Look through the entries below for the string "NewObligation", and copy each line where it is found.

Data excerpts
═══

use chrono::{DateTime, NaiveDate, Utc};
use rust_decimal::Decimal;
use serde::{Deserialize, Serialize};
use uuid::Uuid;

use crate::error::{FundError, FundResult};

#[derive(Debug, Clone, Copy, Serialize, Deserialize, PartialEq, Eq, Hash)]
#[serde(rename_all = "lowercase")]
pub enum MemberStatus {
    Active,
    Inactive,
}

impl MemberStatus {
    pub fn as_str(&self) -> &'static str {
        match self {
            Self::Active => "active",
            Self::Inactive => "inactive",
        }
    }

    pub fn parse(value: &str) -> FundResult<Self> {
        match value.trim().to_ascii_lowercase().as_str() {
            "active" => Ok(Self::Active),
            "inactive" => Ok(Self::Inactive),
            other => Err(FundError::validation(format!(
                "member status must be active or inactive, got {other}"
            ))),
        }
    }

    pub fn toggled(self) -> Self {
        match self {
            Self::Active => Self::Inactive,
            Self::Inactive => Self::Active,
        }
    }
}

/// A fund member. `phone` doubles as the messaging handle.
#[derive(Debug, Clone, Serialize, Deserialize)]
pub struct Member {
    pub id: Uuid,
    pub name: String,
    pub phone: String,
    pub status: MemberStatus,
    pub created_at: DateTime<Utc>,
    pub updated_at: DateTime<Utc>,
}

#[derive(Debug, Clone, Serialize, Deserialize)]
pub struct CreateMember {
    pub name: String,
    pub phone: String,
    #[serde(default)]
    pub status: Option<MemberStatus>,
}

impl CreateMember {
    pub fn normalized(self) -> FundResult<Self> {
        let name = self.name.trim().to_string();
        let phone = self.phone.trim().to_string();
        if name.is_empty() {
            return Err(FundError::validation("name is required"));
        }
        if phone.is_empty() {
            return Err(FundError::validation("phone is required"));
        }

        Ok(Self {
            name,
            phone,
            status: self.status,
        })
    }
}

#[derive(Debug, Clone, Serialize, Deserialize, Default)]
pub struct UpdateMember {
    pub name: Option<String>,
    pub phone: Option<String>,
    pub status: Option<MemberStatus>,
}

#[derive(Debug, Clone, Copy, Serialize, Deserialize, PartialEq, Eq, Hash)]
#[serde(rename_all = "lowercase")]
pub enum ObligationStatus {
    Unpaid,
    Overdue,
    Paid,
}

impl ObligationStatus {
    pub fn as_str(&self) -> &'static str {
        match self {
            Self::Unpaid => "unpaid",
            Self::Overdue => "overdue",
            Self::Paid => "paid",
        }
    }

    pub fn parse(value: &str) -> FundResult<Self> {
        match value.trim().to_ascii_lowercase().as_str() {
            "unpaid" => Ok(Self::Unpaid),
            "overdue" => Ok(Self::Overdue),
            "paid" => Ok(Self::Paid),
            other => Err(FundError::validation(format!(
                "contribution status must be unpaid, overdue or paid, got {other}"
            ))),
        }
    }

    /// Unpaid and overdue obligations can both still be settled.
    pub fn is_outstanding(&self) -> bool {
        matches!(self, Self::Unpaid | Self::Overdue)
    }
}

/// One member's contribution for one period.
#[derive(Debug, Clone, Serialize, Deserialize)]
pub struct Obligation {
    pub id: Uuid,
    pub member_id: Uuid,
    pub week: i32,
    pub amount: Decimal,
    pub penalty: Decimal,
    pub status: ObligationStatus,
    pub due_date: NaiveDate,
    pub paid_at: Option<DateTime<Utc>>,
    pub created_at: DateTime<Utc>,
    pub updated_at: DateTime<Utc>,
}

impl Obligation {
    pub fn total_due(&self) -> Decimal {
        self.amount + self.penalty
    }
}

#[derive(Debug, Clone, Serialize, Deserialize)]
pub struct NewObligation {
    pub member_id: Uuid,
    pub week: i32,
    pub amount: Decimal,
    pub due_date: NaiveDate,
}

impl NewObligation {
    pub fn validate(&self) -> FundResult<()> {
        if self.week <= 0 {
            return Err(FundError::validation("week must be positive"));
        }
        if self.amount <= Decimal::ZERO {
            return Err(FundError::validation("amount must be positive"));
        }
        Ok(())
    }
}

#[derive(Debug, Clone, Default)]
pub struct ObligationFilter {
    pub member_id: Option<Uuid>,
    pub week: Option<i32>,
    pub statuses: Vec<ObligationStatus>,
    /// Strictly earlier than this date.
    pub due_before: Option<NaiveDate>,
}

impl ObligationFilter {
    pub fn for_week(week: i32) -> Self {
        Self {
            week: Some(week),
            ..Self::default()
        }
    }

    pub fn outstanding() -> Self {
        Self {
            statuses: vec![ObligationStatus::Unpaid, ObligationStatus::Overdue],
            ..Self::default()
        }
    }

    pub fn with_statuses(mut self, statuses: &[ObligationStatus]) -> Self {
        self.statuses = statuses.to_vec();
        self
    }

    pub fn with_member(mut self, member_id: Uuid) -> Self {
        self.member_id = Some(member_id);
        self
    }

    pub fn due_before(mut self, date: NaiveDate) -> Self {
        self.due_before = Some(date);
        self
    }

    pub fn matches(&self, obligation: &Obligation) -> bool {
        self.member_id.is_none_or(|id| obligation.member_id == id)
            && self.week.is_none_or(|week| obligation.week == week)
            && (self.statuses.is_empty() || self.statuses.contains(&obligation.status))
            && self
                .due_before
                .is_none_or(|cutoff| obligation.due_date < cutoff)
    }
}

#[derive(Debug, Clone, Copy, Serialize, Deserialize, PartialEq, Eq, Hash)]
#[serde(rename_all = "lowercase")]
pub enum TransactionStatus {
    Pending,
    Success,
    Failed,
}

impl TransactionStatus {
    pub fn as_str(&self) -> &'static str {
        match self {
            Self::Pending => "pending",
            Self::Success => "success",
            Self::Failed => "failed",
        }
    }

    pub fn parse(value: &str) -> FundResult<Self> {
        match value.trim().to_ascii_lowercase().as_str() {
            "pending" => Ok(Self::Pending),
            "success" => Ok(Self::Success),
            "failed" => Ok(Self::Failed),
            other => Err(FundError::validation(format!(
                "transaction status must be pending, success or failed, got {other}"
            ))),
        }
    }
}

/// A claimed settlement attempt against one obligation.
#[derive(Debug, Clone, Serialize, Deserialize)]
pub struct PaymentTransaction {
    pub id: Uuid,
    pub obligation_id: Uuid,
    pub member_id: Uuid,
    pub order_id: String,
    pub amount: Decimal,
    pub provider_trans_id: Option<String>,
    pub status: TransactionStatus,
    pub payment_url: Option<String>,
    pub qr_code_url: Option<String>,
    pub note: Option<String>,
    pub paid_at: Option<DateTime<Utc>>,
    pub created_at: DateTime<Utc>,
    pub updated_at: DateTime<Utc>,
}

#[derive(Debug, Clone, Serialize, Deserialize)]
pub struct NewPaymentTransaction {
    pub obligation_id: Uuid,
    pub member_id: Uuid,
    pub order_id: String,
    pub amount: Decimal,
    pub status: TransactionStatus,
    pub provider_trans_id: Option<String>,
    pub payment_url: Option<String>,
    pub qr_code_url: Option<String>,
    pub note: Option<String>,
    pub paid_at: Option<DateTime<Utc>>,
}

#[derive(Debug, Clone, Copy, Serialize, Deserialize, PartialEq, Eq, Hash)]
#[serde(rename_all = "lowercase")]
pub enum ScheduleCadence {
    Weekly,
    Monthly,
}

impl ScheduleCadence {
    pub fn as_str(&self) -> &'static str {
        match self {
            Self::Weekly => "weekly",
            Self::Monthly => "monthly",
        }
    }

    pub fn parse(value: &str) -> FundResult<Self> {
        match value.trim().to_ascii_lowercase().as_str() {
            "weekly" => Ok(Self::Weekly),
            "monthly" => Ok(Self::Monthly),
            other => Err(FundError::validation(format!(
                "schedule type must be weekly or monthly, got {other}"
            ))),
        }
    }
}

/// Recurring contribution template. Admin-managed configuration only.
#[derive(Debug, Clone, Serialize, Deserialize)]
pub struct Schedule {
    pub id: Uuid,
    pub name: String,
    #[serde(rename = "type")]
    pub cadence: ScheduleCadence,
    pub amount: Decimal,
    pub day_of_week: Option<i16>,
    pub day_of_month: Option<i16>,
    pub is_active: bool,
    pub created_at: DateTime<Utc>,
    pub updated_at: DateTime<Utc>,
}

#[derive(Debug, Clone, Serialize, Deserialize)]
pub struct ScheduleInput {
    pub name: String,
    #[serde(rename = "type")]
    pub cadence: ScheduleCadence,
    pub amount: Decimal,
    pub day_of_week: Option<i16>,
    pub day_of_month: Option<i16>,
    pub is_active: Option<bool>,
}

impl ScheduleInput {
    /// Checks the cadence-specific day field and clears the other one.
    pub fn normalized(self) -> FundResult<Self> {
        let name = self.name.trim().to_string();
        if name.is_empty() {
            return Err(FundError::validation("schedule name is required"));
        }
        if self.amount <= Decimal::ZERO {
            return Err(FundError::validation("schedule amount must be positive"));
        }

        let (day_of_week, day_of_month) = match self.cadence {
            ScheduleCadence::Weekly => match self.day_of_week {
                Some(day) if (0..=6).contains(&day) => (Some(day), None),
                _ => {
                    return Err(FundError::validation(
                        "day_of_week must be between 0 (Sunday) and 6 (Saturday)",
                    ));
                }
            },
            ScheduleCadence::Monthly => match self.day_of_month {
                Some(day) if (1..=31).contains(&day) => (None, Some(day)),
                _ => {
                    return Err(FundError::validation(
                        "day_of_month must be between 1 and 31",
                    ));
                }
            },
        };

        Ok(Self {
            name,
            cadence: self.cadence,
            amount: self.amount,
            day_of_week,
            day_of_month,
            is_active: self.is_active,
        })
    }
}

═══

Task result
pub struct NewObligation {
impl NewObligation {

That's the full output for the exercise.